Exercise objective:
I need each line of the entries below that includes the string "struct".

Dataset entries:

· · · · · · ·

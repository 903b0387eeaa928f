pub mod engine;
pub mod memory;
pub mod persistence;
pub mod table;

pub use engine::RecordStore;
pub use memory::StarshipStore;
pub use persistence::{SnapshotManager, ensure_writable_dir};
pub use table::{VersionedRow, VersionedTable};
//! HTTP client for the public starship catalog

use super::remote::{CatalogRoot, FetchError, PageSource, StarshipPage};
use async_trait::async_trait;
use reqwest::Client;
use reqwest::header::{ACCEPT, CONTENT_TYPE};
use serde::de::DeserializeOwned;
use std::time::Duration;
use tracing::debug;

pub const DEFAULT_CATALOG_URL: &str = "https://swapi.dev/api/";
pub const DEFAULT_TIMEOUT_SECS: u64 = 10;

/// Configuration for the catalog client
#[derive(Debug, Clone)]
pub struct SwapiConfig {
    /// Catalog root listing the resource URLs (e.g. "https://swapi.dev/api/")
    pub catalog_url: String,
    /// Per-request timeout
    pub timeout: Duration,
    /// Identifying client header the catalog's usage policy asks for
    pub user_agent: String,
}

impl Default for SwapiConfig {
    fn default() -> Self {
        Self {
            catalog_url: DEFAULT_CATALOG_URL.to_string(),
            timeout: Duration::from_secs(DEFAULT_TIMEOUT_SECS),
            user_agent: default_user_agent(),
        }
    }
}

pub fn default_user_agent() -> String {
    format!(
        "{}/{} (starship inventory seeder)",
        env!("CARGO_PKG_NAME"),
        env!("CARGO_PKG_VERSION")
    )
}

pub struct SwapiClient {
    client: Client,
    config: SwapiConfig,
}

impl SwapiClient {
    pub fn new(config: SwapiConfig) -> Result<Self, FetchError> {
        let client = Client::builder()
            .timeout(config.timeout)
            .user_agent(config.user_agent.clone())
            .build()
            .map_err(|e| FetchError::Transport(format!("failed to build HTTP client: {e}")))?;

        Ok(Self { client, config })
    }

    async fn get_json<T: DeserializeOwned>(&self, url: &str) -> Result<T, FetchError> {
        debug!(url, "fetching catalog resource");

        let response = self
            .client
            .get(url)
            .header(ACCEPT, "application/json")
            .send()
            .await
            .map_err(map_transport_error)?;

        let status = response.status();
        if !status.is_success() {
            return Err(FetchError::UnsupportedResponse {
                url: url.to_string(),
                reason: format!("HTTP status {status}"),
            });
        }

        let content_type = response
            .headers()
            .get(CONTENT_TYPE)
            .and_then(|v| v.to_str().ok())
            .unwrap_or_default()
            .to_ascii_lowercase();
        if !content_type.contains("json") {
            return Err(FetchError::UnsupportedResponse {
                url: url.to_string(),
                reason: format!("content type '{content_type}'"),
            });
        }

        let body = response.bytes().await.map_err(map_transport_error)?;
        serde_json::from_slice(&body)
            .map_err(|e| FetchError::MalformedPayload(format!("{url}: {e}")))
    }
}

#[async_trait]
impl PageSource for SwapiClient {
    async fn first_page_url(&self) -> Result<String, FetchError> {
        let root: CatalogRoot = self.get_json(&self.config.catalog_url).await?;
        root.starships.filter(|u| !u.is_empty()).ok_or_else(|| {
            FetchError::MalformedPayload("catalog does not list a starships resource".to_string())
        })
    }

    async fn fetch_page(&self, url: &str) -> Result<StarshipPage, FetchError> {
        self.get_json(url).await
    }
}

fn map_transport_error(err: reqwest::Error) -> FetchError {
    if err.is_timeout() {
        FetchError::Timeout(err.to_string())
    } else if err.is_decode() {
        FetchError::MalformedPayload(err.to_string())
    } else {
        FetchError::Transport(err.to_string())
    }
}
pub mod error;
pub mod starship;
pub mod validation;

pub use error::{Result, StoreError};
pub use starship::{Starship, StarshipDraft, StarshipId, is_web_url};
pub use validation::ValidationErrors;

· · · · · · ·

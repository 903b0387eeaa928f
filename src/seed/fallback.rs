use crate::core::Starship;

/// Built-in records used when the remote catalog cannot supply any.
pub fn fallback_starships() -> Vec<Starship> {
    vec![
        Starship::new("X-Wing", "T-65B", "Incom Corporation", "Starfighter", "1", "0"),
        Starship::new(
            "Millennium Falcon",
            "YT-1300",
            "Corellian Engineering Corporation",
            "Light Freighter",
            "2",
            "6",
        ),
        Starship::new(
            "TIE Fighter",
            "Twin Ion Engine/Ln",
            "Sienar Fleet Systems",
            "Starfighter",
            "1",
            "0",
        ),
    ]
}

· · · · · · ·

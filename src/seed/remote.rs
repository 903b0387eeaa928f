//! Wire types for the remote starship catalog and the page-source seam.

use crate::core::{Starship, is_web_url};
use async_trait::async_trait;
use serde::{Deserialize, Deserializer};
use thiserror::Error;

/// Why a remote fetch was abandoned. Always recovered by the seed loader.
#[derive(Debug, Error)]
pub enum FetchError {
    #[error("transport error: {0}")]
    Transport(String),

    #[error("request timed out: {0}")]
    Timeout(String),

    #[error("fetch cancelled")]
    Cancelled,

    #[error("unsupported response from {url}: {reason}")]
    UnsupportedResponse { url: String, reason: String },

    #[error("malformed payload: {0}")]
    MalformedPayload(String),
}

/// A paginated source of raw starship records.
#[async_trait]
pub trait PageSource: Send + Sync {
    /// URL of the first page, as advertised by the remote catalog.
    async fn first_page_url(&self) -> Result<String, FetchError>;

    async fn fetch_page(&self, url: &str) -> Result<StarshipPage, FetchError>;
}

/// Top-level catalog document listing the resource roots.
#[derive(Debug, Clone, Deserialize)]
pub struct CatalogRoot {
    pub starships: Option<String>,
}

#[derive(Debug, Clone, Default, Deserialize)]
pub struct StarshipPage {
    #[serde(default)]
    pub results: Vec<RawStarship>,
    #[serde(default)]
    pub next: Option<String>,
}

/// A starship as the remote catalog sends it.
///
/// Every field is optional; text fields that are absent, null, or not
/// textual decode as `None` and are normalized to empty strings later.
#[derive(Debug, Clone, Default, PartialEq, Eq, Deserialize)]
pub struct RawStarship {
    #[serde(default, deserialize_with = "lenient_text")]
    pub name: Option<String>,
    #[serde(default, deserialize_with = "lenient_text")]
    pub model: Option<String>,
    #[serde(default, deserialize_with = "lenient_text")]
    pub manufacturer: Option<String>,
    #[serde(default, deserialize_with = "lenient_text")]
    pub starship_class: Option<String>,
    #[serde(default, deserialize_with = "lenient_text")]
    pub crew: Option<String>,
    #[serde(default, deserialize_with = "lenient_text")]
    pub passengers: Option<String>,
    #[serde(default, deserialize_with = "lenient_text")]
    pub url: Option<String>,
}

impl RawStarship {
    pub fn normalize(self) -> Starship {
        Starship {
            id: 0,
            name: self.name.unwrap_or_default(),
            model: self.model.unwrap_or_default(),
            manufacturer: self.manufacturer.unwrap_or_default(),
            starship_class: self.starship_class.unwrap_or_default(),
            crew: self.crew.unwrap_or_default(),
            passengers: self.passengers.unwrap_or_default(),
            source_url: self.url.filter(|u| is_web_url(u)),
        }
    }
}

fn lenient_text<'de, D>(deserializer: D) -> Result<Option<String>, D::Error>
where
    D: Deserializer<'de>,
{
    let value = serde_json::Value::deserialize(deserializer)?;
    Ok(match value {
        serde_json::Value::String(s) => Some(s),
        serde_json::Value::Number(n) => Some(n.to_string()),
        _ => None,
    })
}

· · · · · · ·

Solution for this exercise:
pub struct SwapiConfig {
pub struct SwapiClient {
pub struct CatalogRoot {
pub struct StarshipPage {
pub struct RawStarship {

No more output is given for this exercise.